Source records:
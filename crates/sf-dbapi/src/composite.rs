//! Composite API wire types.

use serde::{Deserialize, Serialize};

/// Maximum number of subrequests in one composite request.
pub const MAX_COMPOSITE_SUBREQUESTS: usize = 25;

/// A composite request containing multiple subrequests.
#[derive(Debug, Clone, Serialize)]
pub struct CompositeRequest {
    #[serde(rename = "allOrNone")]
    pub all_or_none: bool,
    #[serde(rename = "compositeRequest")]
    pub subrequests: Vec<CompositeSubrequest>,
}

/// A single subrequest within a composite request.
///
/// `url` is relative to the instance, e.g.
/// `/services/data/v62.0/sobjects/Contact/003000000000001AAA`.
#[derive(Debug, Clone, Serialize, Deserialize)]
pub struct CompositeSubrequest {
    pub method: String,
    pub url: String,
    #[serde(rename = "referenceId")]
    pub reference_id: String,
    #[serde(skip_serializing_if = "Option::is_none")]
    pub body: Option<serde_json::Value>,
}

/// Response from a composite request.
#[derive(Debug, Clone, Deserialize)]
pub struct CompositeResponse {
    #[serde(rename = "compositeResponse")]
    pub responses: Vec<CompositeSubresponse>,
}

/// Response from a single subrequest.
#[derive(Debug, Clone, Deserialize)]
pub struct CompositeSubresponse {
    #[serde(default)]
    pub body: serde_json::Value,
    #[serde(rename = "httpHeaders", default)]
    pub http_headers: serde_json::Value,
    #[serde(rename = "httpStatusCode")]
    pub http_status_code: u16,
    #[serde(rename = "referenceId")]
    pub reference_id: String,
}

impl CompositeSubresponse {
    pub fn is_success(&self) -> bool {
        self.http_status_code < 400
    }

    /// Error code of the first element of an error body.
    pub fn error_code(&self) -> Option<&str> {
        self.body
            .get(0)
            .and_then(|e| e.get("errorCode"))
            .and_then(serde_json::Value::as_str)
    }

    /// Header pairs for rebuilding the subresponse as a standalone response.
    pub fn headers(&self) -> Vec<(String, String)> {
        self.http_headers
            .as_object()
            .map(|headers| {
                headers
                    .iter()
                    .filter_map(|(k, v)| v.as_str().map(|v| (k.clone(), v.to_string())))
                    .collect()
            })
            .unwrap_or_default()
    }
}
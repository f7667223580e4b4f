//! Login settings for the password grant.
//!
//! Secrets are redacted in Debug output.

use crate::error::{Error, ErrorKind, Result};
use crate::PRODUCTION_LOGIN_URL;

/// Everything needed to log in with the OAuth username-password flow.
#[derive(Clone)]
pub struct ConnectionSettings {
    host: String,
    consumer_key: String,
    consumer_secret: String,
    username: String,
    password: String,
}

impl std::fmt::Debug for ConnectionSettings {
    fn fmt(&self, f: &mut std::fmt::Formatter<'_>) -> std::fmt::Result {
        f.debug_struct("ConnectionSettings")
            .field("host", &self.host)
            .field("consumer_key", &self.consumer_key)
            .field("consumer_secret", &"[REDACTED]")
            .field("username", &self.username)
            .field("password", &"[REDACTED]")
            .finish()
    }
}

impl ConnectionSettings {
    /// Create settings for the production login host.
    pub fn new(
        consumer_key: impl Into<String>,
        consumer_secret: impl Into<String>,
        username: impl Into<String>,
        password: impl Into<String>,
    ) -> Self {
        Self {
            host: PRODUCTION_LOGIN_URL.to_string(),
            consumer_key: consumer_key.into(),
            consumer_secret: consumer_secret.into(),
            username: username.into(),
            password: password.into(),
        }
    }

    /// Use a different login host (sandbox, My Domain, or a test server).
    pub fn with_host(mut self, host: impl Into<String>) -> Self {
        self.host = host.into().trim_end_matches('/').to_string();
        self
    }

    /// Load settings from environment variables.
    ///
    /// Reads `SF_HOST` (optional, defaults to the production login URL),
    /// `SF_CONSUMER_KEY`, `SF_CONSUMER_SECRET`, `SF_USERNAME` and `SF_PASSWORD`.
    pub fn from_env() -> Result<Self> {
        fn required(name: &str) -> Result<String> {
            std::env::var(name).map_err(|_| Error::new(ErrorKind::EnvVar(name.to_string())))
        }

        let mut settings = Self::new(
            required("SF_CONSUMER_KEY")?,
            required("SF_CONSUMER_SECRET")?,
            required("SF_USERNAME")?,
            required("SF_PASSWORD")?,
        );
        if let Ok(host) = std::env::var("SF_HOST") {
            settings = settings.with_host(host);
        }
        settings.validate()?;
        Ok(settings)
    }

    /// Check that the settings can be used for a login attempt.
    pub fn validate(&self) -> Result<()> {
        let parsed = url::Url::parse(&self.host)?;
        if parsed.scheme() != "https" && parsed.scheme() != "http" {
            return Err(Error::new(ErrorKind::Config(format!(
                "login host must be an http(s) URL, got '{}'",
                self.host
            ))));
        }
        if self.consumer_key.is_empty() || self.username.is_empty() {
            return Err(Error::new(ErrorKind::InvalidCredentials(
                "consumer key and username are required".to_string(),
            )));
        }
        Ok(())
    }

    /// Login host, without a trailing slash.
    pub fn host(&self) -> &str {
        &self.host
    }

    /// The token endpoint on the login host.
    pub fn token_url(&self) -> String {
        format!("{}/services/oauth2/token", self.host)
    }

    /// Connected app consumer key.
    pub fn consumer_key(&self) -> &str {
        &self.consumer_key
    }

    pub(crate) fn consumer_secret(&self) -> &str {
        &self.consumer_secret
    }

    /// Login username.
    pub fn username(&self) -> &str {
        &self.username
    }

    pub(crate) fn password(&self) -> &str {
        &self.password
    }
}
#[cfg(test)]
mod tests {
    use super::*;
    use crate::config::DatabaseConfig;
    use crate::test_support::{connection, mount_json};
    use futures::TryStreamExt;
    use serde_json::json;
    use wiremock::matchers::{body_json, method, path, query_param};
    use wiremock::{Mock, MockServer, ResponseTemplate};

    fn contact(id: &str, last_name: &str) -> JsonValue {
        json!({"attributes": {"type": "Contact"}, "Id": id, "LastName": last_name})
    }

    #[tokio::test]
    async fn test_fetch_before_execute() {
        let server = MockServer::start().await;
        let (conn, _) = connection(&server, Default::default());
        let mut cursor = Cursor::new(conn);
        let err = cursor.fetch_one().await.unwrap_err();
        assert!(matches!(err.kind, ErrorKind::Interface(_)));
        assert_eq!(cursor.rowcount(), -1);
    }

    #[tokio::test]
    async fn test_select_across_chunks() {
        let server = MockServer::start().await;
        Mock::given(method("GET"))
            .and(path("/services/data/v62.0/query"))
            .and(query_param("q", "SELECT Id, LastName FROM Contact ORDER BY LastName ASC"))
            .respond_with(ResponseTemplate::new(200).set_body_json(json!({
                "totalSize": 3, "done": false,
                "nextRecordsUrl": "/services/data/v62.0/query/01gxx-2",
                "records": [contact("003000000000001AAA", "Abe"), contact("003000000000002AAA", "Bo")]
            })))
            .expect(1)
            .mount(&server)
            .await;
        Mock::given(method("GET"))
            .and(path("/services/data/v62.0/query/01gxx-2"))
            .respond_with(ResponseTemplate::new(200).set_body_json(json!({
                "totalSize": 3, "done": true,
                "records": [contact("003000000000003AAA", "Cy")]
            })))
            .expect(1)
            .mount(&server)
            .await;

        let (conn, _) = connection(&server, Default::default());
        let mut cursor = Cursor::new(conn);
        cursor
            .execute(
                SelectQuery::new("Contact")
                    .fields(["Id", "LastName"])
                    .order_by("LastName", false),
            )
            .await
            .unwrap();
        assert_eq!(cursor.rowcount(), 3);
        let names: Vec<&str> = cursor
            .description()
            .unwrap()
            .iter()
            .map(|c| c.name.as_str())
            .collect();
        assert_eq!(names, ["Id", "LastName"]);

        let first = cursor.fetch_one().await.unwrap().unwrap();
        assert_eq!(first.get(1), Some(&Value::Text("Abe".into())));
        cursor.set_arraysize(5);
        let rest = cursor.fetch_many(None).await.unwrap();
        assert_eq!(rest.len(), 2);
        assert_eq!(rest[1].get(1), Some(&Value::Text("Cy".into())));
        assert_eq!(cursor.rownumber(), Some(3));
        assert!(cursor.fetch_one().await.unwrap().is_none());
    }

    #[tokio::test]
    async fn test_raw_select_with_params_as_stream() {
        let server = MockServer::start().await;
        Mock::given(method("GET"))
            .and(path("/services/data/v62.0/query"))
            .and(query_param("q", "SELECT Id, LastName FROM Contact WHERE LastName = 'Doe'"))
            .respond_with(ResponseTemplate::new(200).set_body_json(json!({
                "totalSize": 1, "done": true,
                "records": [contact("003000000000001AAA", "Doe")]
            })))
            .mount(&server)
            .await;

        let (conn, _) = connection(&server, DatabaseConfig::builder("t").row_type(RowType::Dict).build());
        let mut cursor = Cursor::new(conn);
        cursor
            .execute_soql(
                "SELECT Id, LastName FROM Contact WHERE LastName = %s",
                vec!["Doe".into()],
            )
            .await
            .unwrap();
        let rows: Vec<Row> = cursor.rows().try_collect().await.unwrap();
        assert_eq!(rows.len(), 1);
        assert_eq!(rows[0].field("lastname"), Some(&Value::Text("Doe".into())));
    }

    #[tokio::test]
    async fn test_empty_result_sends_nothing() {
        let server = MockServer::start().await;
        let (conn, auth) = connection(&server, Default::default());
        let mut cursor = Cursor::new(conn);
        cursor
            .execute(
                SelectQuery::new("Contact").filter(WhereNode::in_list("Id", Vec::<String>::new())),
            )
            .await
            .unwrap();
        assert_eq!(cursor.rowcount(), 0);
        assert!(cursor.fetch_all().await.unwrap().is_empty());
        assert_eq!(auth.calls(), 0);
    }

    #[tokio::test]
    async fn test_count_of_empty_filter_is_one_zero_row() {
        let server = MockServer::start().await;
        let (conn, auth) = connection(&server, Default::default());
        let mut cursor = Cursor::new(conn);
        let query = SelectQuery::new("Contact")
            .count()
            .filter(WhereNode::in_list("Id", Vec::<String>::new()));
        cursor.execute(query.clone()).await.unwrap();
        assert_eq!(cursor.description().unwrap()[0].name, "count");
        assert_eq!(cursor.fetch_one().await.unwrap(), Some(Row::Tuple(vec![Value::Int(0)])));
        assert_eq!(cursor.rownumber(), Some(1));
        assert!(cursor.fetch_one().await.unwrap().is_none());

        cursor.set_row_type(RowType::Dict);
        cursor.execute(query).await.unwrap();
        let rows = cursor.fetch_all().await.unwrap();
        assert_eq!(rows.len(), 1);
        assert_eq!(rows[0].field("count"), Some(&Value::Int(0)));
        assert_eq!(auth.calls(), 0);
    }

    #[tokio::test]
    async fn test_savepoints_are_ignored_and_ddl_is_not_supported() {
        let server = MockServer::start().await;
        let (conn, _) = connection(&server, Default::default());
        let mut cursor = Cursor::new(conn);
        cursor.execute_soql("SAVEPOINT s1", vec![]).await.unwrap();
        assert!(cursor.fetch_one().await.unwrap().is_none());
        let err = cursor.execute_soql("DROP TABLE Contact", vec![]).await.unwrap_err();
        assert!(matches!(err.kind, ErrorKind::NotSupported(_)));
    }

    #[tokio::test]
    async fn test_single_insert_sets_lastrowid() {
        let server = MockServer::start().await;
        Mock::given(method("POST"))
            .and(path("/services/data/v62.0/sobjects/Contact"))
            .and(body_json(json!({"LastName": "Doe", "Email": null})))
            .respond_with(ResponseTemplate::new(201).set_body_json(json!({
                "id": "003000000000001AAA", "success": true, "errors": []
            })))
            .expect(1)
            .mount(&server)
            .await;

        let (conn, _) = connection(&server, Default::default());
        let mut cursor = Cursor::new(conn);
        cursor
            .execute(InsertStatement::new("Contact").row([
                ("LastName", Param::from("Doe")),
                ("Email", Param::Null),
            ]))
            .await
            .unwrap();
        assert_eq!(cursor.rowcount(), 1);
        assert_eq!(
            cursor.lastrowid(),
            Some(&LastRowId::Single("003000000000001AAA".into()))
        );
    }

    #[tokio::test]
    async fn test_batch_insert_keeps_order_and_failures() {
        let server = MockServer::start().await;
        mount_json(
            &server,
            "POST",
            "/services/data/v62.0/composite/sobjects",
            200,
            json!([
                {"id": "003000000000001AAA", "success": true, "errors": []},
                {"id": null, "success": false, "errors": [{"statusCode": "DUPLICATES_DETECTED", "message": "Use one of these records?"}]},
                {"id": "003000000000003AAA", "success": true, "errors": []}
            ]),
        )
        .await;

        let (conn, _) = connection(&server, Default::default());
        let mut cursor = Cursor::new(conn);
        cursor
            .execute(
                InsertStatement::new("Contact")
                    .row([("LastName", "A")])
                    .row([("LastName", "B")])
                    .row([("LastName", "C")]),
            )
            .await
            .unwrap();
        assert_eq!(cursor.rowcount(), 2);
        assert_eq!(
            cursor.lastrowid(),
            Some(&LastRowId::Many(vec![
                "003000000000001AAA".into(),
                "003000000000003AAA".into()
            ]))
        );
        assert_eq!(cursor.messages().len(), 1);
        assert_eq!(cursor.messages()[0].error_code, "DUPLICATES_DETECTED");
    }

    #[tokio::test]
    async fn test_update_by_id_skips_lookup() {
        let server = MockServer::start().await;
        Mock::given(method("PATCH"))
            .and(path("/services/data/v62.0/sobjects/Contact/003000000000001AAA"))
            .and(body_json(json!({"LastName": "Doe"})))
            .respond_with(ResponseTemplate::new(204))
            .expect(1)
            .mount(&server)
            .await;

        let (conn, _) = connection(&server, Default::default());
        let mut cursor = Cursor::new(conn);
        cursor
            .execute(UpdateStatement::new(
                "Contact",
                [("LastName", "Doe")],
                WhereNode::eq("Id", "003000000000001AAA"),
            ))
            .await
            .unwrap();
        assert_eq!(cursor.rowcount(), 1);
    }

    #[tokio::test]
    async fn test_update_by_filter_runs_id_query() {
        let server = MockServer::start().await;
        Mock::given(method("GET"))
            .and(path("/services/data/v62.0/query"))
            .and(query_param("q", "SELECT Id FROM Contact WHERE LastName = 'Doe'"))
            .respond_with(ResponseTemplate::new(200).set_body_json(json!({
                "totalSize": 2, "done": true,
                "records": [
                    {"attributes": {"type": "Contact"}, "Id": "003000000000001AAA"},
                    {"attributes": {"type": "Contact"}, "Id": "003000000000002AAA"}
                ]
            })))
            .expect(1)
            .mount(&server)
            .await;
        Mock::given(method("POST"))
            .and(path("/services/data/v62.0/composite"))
            .respond_with(ResponseTemplate::new(200).set_body_json(json!({
                "compositeResponse": [
                    {"body": null, "httpHeaders": {}, "httpStatusCode": 204, "referenceId": "003000000000001AAA"},
                    {"body": null, "httpHeaders": {}, "httpStatusCode": 204, "referenceId": "003000000000002AAA"}
                ]
            })))
            .expect(1)
            .mount(&server)
            .await;

        let config = DatabaseConfig::builder("t").batch_mode(BatchMode::Composite).build();
        let (conn, _) = connection(&server, config);
        let mut cursor = Cursor::new(conn);
        cursor
            .execute(UpdateStatement::new(
                "Contact",
                [("Title", "CEO")],
                WhereNode::eq("LastName", "Doe"),
            ))
            .await
            .unwrap();
        assert_eq!(cursor.rowcount(), 2);
    }

    #[tokio::test]
    async fn test_write_with_no_matches_sends_no_write() {
        let server = MockServer::start().await;
        mount_json(
            &server,
            "GET",
            "/services/data/v62.0/query",
            200,
            json!({"totalSize": 0, "done": true, "records": []}),
        )
        .await;

        let (conn, _) = connection(&server, Default::default());
        let mut cursor = Cursor::new(conn);
        cursor
            .execute(DeleteStatement::new(
                "Contact",
                WhereNode::eq("LastName", "Nobody"),
            ))
            .await
            .unwrap();
        assert_eq!(cursor.rowcount(), 0);
        let requests = server.received_requests().await.unwrap();
        assert!(requests.iter().all(|r| r.method.as_str() == "GET"));
    }

    #[tokio::test]
    async fn test_delete_of_missing_record() {
        let server = MockServer::start().await;
        mount_json(
            &server,
            "DELETE",
            "/services/data/v62.0/sobjects/Contact/003000000000001AAA",
            404,
            json!([{"errorCode": "INVALID_CROSS_REFERENCE_KEY", "message": "invalid cross reference id"}]),
        )
        .await;

        let (conn, _) = connection(&server, Default::default());
        let mut cursor = Cursor::new(conn);
        cursor
            .execute(DeleteStatement::new(
                "Contact",
                WhereNode::eq("Id", "003000000000001AAA"),
            ))
            .await
            .unwrap();
        assert_eq!(cursor.rowcount(), 0);
        assert_eq!(cursor.messages().len(), 1);
        let message = &cursor.messages()[0];
        assert_eq!(message.reference.as_deref(), Some("003000000000001AAA"));
        assert_eq!(message.error_code, "INVALID_CROSS_REFERENCE_KEY");
    }

    #[tokio::test]
    async fn test_closed_cursor_rejects_use() {
        let server = MockServer::start().await;
        let (conn, _) = connection(&server, Default::default());
        let mut cursor = Cursor::new(conn);
        cursor.close();
        assert!(cursor.fetch_all().await.is_err());
        let err = cursor.execute_soql("SELECT Id FROM Contact", vec![]).await.unwrap_err();
        assert!(matches!(err.kind, ErrorKind::Interface(_)));
        assert!(cursor.commit().is_ok());
        assert!(cursor.rollback().is_ok());
    }
}
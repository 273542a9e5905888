//! Babelsync - Automated Video Translation and Lip-Sync Workflow
//!
//! Main entry point. Wires the CLI onto the workflow: a `run` executes the
//! full translate -> lip-sync -> poll -> record pipeline against the remote
//! services; the remaining commands inspect job status, recorded results, and
//! configuration.

use anyhow::Result;
use clap::Parser;
use indicatif::{ProgressBar, ProgressStyle};
use std::time::Duration;
use tokio_util::sync::CancellationToken;
use tracing::{info, warn, Level};
use tracing_appender::{non_blocking, rolling};
use tracing_subscriber::{fmt, layer::SubscriberExt, util::SubscriberInitExt, EnvFilter};

use babelsync::cli::{Args, Commands, ConfigAction, ResultsAction};
use babelsync::config::{Config, SyncMode};
use babelsync::error::BabelsyncError;
use babelsync::job::{JobRequest, SegmentRange};
use babelsync::store::ResultStore;
use babelsync::sync::{HttpSyncClient, SyncApi};
use babelsync::workflow::Workflow;

#[tokio::main]
async fn main() -> Result<()> {
    let args = Args::parse();

    setup_logging(args.verbose)?;

    let mut config = Config::load(args.config.as_deref())?;

    match args.command {
        Commands::Run {
            video_url,
            target_lang,
            source_lang,
            voice_id,
            sync_mode,
            segment_start,
            segment_end,
        } => {
            if let Some(mode) = sync_mode {
                config.sync.sync_mode = SyncMode::parse(&mode)?;
            }

            let mut request = JobRequest::new(video_url, target_lang);
            request.source_language = source_lang;
            request.voice_id = voice_id;
            request.segment = build_segment(segment_start, segment_end)?;

            let workflow = Workflow::new(config)?;

            let cancel = CancellationToken::new();
            let ctrl_c_token = cancel.clone();
            tokio::spawn(async move {
                if tokio::signal::ctrl_c().await.is_ok() {
                    warn!("Interrupt received, cancelling run");
                    ctrl_c_token.cancel();
                }
            });

            let spinner = run_spinner();
            let result = workflow.run(request, &cancel).await;
            spinner.finish_and_clear();

            let record = result?;
            println!("Job ID:      {}", record.job_id);
            println!("Output URL:  {}", record.output_video_url);
        }
        Commands::Status { job_id } => {
            config.sync.validate_api_key()?;
            let client = HttpSyncClient::new(config.sync)?;
            let job = client.job_status(&job_id).await?;

            println!("Job ID:  {}", job.id);
            println!("Status:  {:?}", job.status);
            if let Some(url) = job.output_url {
                println!("Output:  {}", url);
            }
            if let Some(reason) = job.failure_reason {
                println!("Reason:  {}", reason);
            }
        }
        Commands::Results { action } => {
            let store = ResultStore::new(&config.results.path);

            match action {
                ResultsAction::List => {
                    let records = store.load().await?;

                    if records.is_empty() {
                        println!("No recorded results in {}", store.path().display());
                    } else {
                        println!("{:<30} {:<12} {:<50}", "Job ID", "Language", "Output URL");
                        println!("{}", "-".repeat(92));
                        for record in records {
                            println!(
                                "{:<30} {:<12} {:<50}",
                                record.job_id,
                                record.target_language.as_deref().unwrap_or("-"),
                                record.output_video_url
                            );
                        }
                    }
                }
                ResultsAction::Show { job_id } => match store.get(&job_id).await? {
                    Some(record) => {
                        println!("{}", serde_json::to_string_pretty(&record)?);
                    }
                    None => {
                        println!("No result recorded for job {}", job_id);
                    }
                },
            }
        }
        Commands::Config { action } => match action {
            ConfigAction::Init { path } => {
                Config::default().save_to_file(&path)?;
                println!("Wrote default configuration to {}", path.display());
                println!(
                    "Set the API keys in the file or via the {} / {} environment variables",
                    babelsync::config::ENV_TRANSCRIPTION_API_KEY,
                    babelsync::config::ENV_SYNC_API_KEY
                );
            }
            ConfigAction::Show => {
                // Keys come from the environment or the file; never echo them.
                let mut display = config.clone();
                display.translate.api_key = mask_key(&display.translate.api_key);
                display.sync.api_key = mask_key(&display.sync.api_key);
                print!("{}", toml::to_string_pretty(&display)?);
            }
        },
    }

    info!("Babelsync command completed");
    Ok(())
}

/// Pair the optional segment bounds; either both or neither must be given.
fn build_segment(
    start: Option<f64>,
    end: Option<f64>,
) -> std::result::Result<Option<SegmentRange>, BabelsyncError> {
    match (start, end) {
        (Some(start_secs), Some(end_secs)) => Ok(Some(SegmentRange {
            start_secs,
            end_secs,
        })),
        (None, None) => Ok(None),
        _ => Err(BabelsyncError::InputValidation(
            "segment-start and segment-end must be given together".to_string(),
        )),
    }
}

fn mask_key(key: &str) -> String {
    if key.is_empty() {
        "(not set)".to_string()
    } else {
        "********".to_string()
    }
}

/// Spinner shown while a run is in flight; the pipeline can poll for minutes.
fn run_spinner() -> ProgressBar {
    let spinner = ProgressBar::new_spinner();
    spinner.set_style(
        ProgressStyle::default_spinner()
            .template("{spinner:.green} {msg} [{elapsed_precise}]")
            .unwrap(),
    );
    spinner.set_message("Translating and lip-syncing");
    spinner.enable_steady_tick(Duration::from_millis(120));
    spinner
}

/// Setup logging to both console and file
fn setup_logging(verbose: bool) -> Result<()> {
    let log_dir = std::env::current_dir()?.join(".babelsync").join("log");
    std::fs::create_dir_all(&log_dir)?;

    // Set up file appender with daily rotation
    let file_appender = rolling::daily(&log_dir, "babelsync.log");
    let (non_blocking_file, guard) = non_blocking(file_appender);
    // Keep the guard alive for the duration of the program
    std::mem::forget(guard);

    let log_level = if verbose { Level::DEBUG } else { Level::INFO };

    let console_layer = fmt::layer()
        .with_target(false)
        .with_file(true)
        .with_line_number(true);

    let file_layer = fmt::layer()
        .with_writer(non_blocking_file)
        .with_target(false)
        .with_file(true)
        .with_line_number(true)
        .with_ansi(false); // No ANSI colors in file

    let subscriber = tracing_subscriber::registry()
        .with(EnvFilter::from_default_env().add_directive(log_level.into()))
        .with(console_layer)
        .with(file_layer);

    subscriber
        .try_init()
        .map_err(|e| anyhow::anyhow!("Failed to initialize logging: {}", e))?;

    Ok(())
}
use std::time::Duration;
use tokio_util::sync::CancellationToken;
use tracing::{debug, info};

use crate::config::PollConfig;
use crate::error::{BabelsyncError, Result};
use crate::job::JobStatus;
use crate::sync::SyncApi;

/// Wait-then-query schedule for an in-flight sync job. The interval is fixed;
/// the attempt budget bounds the total wait so a stuck job cannot hang a run
/// forever.
#[derive(Debug, Clone)]
pub struct PollPolicy {
    pub interval: Duration,
    pub max_attempts: u32,
}

impl PollPolicy {
    pub fn new(interval: Duration, max_attempts: u32) -> Self {
        Self {
            interval,
            max_attempts,
        }
    }

    pub fn from_config(config: &PollConfig) -> Self {
        Self {
            interval: Duration::from_secs(config.interval_secs),
            max_attempts: config.max_attempts,
        }
    }
}

/// Poll a sync job until it reaches a terminal state. Returns the output
/// video URL on completion.
///
/// The cancellation token is honored both between queries and during the
/// inter-query wait, so an aborted run stops promptly instead of sleeping
/// out its interval.
pub async fn poll_job(
    api: &dyn SyncApi,
    job_id: &str,
    policy: &PollPolicy,
    cancel: &CancellationToken,
) -> Result<String> {
    for attempt in 1..=policy.max_attempts {
        if cancel.is_cancelled() {
            return Err(BabelsyncError::Cancelled);
        }

        let job = api.job_status(job_id).await?;
        debug!(
            "Sync job {} status after attempt {}/{}: {:?}",
            job_id, attempt, policy.max_attempts, job.status
        );

        match job.status {
            JobStatus::Completed => {
                let output_url = job
                    .output_url
                    .filter(|url| !url.trim().is_empty())
                    .ok_or_else(|| {
                        BabelsyncError::remote(
                            "sync",
                            format!("job {} completed without an output URL", job_id),
                        )
                    })?;
                info!("Sync job {} completed: {}", job_id, output_url);
                return Ok(output_url);
            }
            JobStatus::Failed => {
                let reason = job
                    .failure_reason
                    .unwrap_or_else(|| "unspecified".to_string());
                return Err(BabelsyncError::JobFailed {
                    job_id: job_id.to_string(),
                    reason,
                });
            }
            JobStatus::Queued | JobStatus::Processing => {
                if attempt < policy.max_attempts {
                    tokio::select! {
                        _ = cancel.cancelled() => return Err(BabelsyncError::Cancelled),
                        _ = tokio::time::sleep(policy.interval) => {}
                    }
                }
            }
        }
    }

    Err(BabelsyncError::JobTimeout {
        job_id: job_id.to_string(),
        attempts: policy.max_attempts,
    })
}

Aim of the task: Repeat exactly the lines above, starting with the first line of the records and finishing with the line holding "containing multiple subrequests.". Add no other line.

Solution to this problem:
filename crates/sf-dbapi/src/composite.rs
//! Composite API wire types.

use serde::{Deserialize, Serialize};

/// Maximum number of subrequests in one composite request.
pub const MAX_COMPOSITE_SUBREQUESTS: usize = 25;

/// A composite request containing multiple subrequests.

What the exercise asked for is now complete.